[Data to examine]:
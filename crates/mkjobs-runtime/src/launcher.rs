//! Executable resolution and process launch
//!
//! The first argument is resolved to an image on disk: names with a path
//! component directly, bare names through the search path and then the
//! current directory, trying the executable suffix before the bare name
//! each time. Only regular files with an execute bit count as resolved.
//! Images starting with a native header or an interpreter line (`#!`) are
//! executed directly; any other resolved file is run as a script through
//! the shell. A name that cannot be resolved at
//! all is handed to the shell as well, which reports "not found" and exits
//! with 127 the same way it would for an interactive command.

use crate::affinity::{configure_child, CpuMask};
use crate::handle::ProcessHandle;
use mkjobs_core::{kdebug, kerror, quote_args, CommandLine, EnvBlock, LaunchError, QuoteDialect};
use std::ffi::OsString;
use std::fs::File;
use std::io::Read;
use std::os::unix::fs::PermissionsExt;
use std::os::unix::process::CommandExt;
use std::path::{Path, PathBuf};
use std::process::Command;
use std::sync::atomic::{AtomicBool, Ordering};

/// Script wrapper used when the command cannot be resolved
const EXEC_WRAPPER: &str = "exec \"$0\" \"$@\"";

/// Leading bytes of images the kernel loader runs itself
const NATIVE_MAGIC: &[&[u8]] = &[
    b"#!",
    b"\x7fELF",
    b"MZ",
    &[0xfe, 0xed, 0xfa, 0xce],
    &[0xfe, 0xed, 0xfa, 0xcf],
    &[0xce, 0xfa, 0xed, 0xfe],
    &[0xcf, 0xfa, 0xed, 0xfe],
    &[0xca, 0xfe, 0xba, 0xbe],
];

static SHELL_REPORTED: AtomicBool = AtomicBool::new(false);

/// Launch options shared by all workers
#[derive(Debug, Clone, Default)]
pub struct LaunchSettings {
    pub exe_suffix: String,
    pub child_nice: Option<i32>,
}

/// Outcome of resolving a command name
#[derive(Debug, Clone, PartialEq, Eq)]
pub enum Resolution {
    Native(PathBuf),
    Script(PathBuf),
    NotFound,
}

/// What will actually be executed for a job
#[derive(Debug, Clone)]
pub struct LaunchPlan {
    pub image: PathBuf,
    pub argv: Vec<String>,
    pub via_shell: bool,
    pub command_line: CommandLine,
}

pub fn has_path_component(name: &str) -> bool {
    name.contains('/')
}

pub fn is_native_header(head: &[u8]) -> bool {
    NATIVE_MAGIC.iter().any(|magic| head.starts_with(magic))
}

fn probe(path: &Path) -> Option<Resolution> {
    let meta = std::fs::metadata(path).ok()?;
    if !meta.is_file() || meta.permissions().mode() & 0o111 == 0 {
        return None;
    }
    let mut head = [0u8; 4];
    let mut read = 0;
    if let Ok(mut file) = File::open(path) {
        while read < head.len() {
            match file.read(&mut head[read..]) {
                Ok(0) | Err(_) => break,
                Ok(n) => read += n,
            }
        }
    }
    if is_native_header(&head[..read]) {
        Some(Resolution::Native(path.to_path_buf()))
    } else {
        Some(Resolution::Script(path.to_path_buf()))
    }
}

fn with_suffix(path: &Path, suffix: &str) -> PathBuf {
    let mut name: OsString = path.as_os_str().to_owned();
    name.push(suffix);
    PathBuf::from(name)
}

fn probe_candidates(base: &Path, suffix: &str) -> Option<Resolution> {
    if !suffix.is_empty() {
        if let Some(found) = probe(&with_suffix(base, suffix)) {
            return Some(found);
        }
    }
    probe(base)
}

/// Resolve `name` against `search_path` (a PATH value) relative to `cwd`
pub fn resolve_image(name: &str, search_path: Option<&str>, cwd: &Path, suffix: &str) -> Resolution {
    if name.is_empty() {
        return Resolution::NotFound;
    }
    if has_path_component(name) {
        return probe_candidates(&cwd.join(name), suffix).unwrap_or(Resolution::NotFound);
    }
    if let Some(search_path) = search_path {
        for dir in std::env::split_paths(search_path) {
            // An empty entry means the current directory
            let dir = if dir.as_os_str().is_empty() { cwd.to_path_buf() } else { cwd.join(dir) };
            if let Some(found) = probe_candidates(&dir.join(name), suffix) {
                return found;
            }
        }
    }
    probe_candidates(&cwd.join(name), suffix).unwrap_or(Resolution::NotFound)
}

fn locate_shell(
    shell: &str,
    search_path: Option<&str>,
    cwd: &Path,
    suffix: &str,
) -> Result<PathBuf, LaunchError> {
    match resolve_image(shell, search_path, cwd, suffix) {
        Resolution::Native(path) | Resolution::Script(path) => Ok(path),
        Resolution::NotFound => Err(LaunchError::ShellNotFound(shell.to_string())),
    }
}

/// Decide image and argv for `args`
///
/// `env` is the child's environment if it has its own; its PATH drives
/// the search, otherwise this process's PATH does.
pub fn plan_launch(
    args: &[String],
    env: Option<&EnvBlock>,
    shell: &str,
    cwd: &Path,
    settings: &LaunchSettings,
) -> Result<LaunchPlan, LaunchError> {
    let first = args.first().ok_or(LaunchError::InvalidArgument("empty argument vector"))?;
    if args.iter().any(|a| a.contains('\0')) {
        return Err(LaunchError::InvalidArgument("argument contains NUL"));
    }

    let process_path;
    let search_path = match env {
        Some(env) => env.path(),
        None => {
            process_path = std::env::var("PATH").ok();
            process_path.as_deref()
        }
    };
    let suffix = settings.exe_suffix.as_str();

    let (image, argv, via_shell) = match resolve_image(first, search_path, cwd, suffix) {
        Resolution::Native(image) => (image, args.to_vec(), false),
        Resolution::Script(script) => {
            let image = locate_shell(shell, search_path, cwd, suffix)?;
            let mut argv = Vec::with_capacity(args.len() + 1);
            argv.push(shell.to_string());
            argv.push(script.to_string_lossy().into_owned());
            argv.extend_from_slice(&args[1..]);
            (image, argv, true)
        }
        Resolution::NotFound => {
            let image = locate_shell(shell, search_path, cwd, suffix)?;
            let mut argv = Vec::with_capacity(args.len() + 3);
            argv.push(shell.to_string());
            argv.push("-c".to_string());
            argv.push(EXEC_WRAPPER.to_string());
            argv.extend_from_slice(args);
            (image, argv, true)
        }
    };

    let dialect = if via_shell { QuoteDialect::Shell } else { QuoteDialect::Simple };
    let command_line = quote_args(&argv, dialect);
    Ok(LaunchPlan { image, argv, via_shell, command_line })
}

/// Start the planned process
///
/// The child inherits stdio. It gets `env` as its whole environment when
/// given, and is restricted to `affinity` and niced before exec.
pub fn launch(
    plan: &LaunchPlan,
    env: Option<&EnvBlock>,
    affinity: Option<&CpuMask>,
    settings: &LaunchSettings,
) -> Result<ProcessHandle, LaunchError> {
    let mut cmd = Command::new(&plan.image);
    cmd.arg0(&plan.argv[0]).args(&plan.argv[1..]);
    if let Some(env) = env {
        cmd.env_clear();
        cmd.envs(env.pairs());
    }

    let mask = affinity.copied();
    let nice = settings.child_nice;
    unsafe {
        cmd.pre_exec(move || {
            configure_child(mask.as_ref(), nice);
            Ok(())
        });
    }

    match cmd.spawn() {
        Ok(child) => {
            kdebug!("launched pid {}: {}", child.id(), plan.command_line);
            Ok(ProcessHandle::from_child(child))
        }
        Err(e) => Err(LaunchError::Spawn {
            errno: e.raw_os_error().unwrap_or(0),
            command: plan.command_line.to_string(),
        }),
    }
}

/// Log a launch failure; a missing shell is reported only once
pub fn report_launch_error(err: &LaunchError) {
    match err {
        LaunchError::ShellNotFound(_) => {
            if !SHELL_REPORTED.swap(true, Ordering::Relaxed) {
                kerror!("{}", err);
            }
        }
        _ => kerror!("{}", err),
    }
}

--

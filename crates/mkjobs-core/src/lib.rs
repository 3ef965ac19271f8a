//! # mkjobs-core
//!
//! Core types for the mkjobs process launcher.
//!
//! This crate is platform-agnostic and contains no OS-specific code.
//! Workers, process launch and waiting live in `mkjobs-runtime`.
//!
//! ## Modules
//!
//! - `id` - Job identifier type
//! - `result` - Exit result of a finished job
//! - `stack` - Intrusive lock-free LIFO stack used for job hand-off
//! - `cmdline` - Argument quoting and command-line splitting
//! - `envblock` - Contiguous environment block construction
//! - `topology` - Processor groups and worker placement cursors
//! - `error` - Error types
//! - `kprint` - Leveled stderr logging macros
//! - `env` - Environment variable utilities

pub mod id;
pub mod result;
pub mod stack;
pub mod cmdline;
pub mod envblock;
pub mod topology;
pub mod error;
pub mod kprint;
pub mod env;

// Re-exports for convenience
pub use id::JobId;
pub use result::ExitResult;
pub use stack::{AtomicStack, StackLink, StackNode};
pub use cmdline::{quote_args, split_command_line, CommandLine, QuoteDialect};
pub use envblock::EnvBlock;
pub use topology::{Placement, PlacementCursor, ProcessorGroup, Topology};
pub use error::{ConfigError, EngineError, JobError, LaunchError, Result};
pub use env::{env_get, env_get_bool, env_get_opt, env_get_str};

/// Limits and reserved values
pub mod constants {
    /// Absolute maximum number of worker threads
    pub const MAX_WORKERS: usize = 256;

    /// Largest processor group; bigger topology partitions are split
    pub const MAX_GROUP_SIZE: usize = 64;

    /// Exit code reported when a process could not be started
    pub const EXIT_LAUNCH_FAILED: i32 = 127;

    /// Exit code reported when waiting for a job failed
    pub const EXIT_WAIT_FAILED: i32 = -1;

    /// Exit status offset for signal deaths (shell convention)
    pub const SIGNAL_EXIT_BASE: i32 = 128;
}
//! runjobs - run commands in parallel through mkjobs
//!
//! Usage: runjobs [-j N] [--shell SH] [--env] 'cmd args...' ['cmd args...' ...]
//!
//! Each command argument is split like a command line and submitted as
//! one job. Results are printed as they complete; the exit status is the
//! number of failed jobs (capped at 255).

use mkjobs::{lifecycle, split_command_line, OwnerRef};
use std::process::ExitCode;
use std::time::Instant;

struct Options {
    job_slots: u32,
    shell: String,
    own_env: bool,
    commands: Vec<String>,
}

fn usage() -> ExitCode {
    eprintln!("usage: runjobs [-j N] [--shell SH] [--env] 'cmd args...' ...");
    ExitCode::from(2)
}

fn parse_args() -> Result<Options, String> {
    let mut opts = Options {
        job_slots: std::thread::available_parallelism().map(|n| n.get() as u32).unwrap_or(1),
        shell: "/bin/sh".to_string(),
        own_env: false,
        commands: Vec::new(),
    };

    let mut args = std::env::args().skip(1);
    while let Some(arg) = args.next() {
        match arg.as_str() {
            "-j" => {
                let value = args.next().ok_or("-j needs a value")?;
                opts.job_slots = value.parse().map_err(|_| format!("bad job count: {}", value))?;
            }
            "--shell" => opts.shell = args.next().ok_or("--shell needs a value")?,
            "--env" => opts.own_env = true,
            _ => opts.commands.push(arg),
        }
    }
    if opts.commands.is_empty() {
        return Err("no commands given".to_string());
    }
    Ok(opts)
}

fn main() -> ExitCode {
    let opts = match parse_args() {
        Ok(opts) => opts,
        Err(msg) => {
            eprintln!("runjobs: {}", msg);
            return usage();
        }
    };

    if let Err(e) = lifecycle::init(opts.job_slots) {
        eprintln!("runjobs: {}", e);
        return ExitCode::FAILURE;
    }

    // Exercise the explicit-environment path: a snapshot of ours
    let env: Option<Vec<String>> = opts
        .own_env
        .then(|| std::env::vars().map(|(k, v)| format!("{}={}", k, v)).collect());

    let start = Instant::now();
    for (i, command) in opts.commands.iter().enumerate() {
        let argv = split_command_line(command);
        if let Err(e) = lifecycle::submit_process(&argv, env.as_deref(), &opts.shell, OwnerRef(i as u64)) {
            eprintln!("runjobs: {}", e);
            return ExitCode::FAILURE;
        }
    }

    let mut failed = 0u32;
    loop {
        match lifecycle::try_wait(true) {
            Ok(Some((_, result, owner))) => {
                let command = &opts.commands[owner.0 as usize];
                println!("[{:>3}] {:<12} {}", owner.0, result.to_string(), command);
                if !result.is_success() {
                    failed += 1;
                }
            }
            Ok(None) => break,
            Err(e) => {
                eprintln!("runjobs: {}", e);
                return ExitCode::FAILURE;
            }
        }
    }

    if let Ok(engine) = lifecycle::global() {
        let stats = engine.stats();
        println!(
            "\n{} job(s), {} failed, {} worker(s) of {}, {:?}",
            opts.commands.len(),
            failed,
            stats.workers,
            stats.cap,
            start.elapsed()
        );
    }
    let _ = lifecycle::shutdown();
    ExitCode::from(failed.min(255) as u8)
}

---

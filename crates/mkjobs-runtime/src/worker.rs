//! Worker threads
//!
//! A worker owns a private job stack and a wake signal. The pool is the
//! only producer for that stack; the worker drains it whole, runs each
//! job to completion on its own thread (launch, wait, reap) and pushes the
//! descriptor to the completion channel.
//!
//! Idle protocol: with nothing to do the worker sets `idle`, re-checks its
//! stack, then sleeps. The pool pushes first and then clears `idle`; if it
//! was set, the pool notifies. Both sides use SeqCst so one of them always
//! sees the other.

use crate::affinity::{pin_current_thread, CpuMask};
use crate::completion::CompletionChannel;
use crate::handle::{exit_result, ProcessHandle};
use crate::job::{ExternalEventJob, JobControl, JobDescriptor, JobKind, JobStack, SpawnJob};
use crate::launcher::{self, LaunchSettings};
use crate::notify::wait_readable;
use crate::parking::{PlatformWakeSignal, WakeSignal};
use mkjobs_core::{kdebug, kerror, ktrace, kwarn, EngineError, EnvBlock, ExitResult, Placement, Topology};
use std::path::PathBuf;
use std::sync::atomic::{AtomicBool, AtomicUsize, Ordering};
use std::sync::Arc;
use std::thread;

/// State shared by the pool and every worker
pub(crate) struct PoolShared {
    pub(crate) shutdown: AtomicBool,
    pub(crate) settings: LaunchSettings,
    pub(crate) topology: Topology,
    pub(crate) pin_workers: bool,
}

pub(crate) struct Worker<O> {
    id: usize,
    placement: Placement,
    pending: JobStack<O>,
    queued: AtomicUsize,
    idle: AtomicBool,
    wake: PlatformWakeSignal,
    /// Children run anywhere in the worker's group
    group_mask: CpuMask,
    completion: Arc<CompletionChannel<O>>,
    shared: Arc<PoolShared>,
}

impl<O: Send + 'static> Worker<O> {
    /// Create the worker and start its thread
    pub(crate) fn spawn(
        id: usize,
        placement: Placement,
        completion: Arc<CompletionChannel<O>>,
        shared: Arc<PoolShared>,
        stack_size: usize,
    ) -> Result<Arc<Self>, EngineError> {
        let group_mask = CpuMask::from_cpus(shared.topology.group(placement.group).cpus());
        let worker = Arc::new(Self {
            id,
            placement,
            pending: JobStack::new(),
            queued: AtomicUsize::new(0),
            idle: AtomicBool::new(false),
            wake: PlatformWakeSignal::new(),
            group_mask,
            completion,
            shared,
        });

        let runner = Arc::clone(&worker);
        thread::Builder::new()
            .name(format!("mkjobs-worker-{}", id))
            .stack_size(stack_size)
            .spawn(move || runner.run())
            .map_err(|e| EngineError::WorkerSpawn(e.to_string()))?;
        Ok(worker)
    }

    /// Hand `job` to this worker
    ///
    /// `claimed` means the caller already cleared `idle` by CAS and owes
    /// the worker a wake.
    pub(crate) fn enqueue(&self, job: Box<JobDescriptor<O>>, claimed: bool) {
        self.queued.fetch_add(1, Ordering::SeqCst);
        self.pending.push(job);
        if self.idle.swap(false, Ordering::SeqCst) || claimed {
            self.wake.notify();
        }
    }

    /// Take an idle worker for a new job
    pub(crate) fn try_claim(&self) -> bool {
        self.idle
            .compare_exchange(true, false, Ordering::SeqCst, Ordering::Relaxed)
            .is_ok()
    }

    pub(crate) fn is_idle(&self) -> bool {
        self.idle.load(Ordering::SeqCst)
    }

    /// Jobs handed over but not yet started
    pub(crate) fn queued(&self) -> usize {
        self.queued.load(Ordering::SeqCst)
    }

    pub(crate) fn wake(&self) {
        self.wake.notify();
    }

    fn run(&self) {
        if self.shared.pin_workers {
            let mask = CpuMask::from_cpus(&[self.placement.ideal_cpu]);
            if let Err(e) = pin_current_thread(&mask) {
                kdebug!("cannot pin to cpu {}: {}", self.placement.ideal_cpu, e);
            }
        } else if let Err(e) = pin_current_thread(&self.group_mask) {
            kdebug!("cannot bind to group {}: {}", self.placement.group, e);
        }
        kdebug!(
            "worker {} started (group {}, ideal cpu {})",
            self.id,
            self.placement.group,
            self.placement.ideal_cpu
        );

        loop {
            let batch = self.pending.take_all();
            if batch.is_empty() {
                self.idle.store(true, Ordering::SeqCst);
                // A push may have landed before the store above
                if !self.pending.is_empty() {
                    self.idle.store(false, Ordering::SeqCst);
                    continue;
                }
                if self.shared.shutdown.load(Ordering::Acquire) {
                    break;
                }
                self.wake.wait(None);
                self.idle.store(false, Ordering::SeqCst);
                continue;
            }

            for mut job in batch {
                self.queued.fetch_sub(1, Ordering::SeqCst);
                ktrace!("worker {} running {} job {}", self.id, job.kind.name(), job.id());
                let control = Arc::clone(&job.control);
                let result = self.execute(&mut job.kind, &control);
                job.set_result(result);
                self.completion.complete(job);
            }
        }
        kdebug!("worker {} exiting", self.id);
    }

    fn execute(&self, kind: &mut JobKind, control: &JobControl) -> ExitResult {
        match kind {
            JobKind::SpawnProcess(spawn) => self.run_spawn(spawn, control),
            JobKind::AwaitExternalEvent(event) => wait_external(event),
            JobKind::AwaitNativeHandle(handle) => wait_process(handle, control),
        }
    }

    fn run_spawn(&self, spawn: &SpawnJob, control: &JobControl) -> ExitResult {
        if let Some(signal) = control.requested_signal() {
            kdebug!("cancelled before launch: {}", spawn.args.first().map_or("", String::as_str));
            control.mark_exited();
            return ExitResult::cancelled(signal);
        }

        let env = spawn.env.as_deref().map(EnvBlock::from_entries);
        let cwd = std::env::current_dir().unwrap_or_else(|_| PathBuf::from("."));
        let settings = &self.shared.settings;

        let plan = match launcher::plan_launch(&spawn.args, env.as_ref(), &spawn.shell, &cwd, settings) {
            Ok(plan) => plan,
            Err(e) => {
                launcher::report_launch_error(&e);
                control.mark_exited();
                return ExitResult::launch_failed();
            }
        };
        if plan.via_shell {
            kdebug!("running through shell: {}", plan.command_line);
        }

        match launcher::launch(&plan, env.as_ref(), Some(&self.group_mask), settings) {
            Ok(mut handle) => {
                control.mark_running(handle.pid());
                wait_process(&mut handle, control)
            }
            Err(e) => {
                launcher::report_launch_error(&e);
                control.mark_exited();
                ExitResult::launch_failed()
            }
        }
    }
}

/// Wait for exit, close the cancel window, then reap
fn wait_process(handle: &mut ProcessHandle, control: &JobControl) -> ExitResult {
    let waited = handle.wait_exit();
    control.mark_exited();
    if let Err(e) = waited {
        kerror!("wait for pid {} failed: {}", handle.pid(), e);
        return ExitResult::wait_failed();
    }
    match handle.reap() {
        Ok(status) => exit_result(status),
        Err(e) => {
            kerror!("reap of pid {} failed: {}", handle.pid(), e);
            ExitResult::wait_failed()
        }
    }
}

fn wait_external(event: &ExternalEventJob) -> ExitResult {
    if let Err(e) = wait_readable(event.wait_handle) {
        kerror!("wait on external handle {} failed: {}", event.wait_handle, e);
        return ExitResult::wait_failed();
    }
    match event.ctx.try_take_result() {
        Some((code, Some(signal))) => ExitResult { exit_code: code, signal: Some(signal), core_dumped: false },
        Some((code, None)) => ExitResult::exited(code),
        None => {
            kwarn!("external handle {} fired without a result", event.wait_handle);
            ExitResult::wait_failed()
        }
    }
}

[How to complete this task]:
All lines that include the word "InvalidArgument" must be copied from the material above.

[Output of the task]:
    let first = args.first().ok_or(LaunchError::InvalidArgument("empty argument vector"))?;
        return Err(LaunchError::InvalidArgument("argument contains NUL"));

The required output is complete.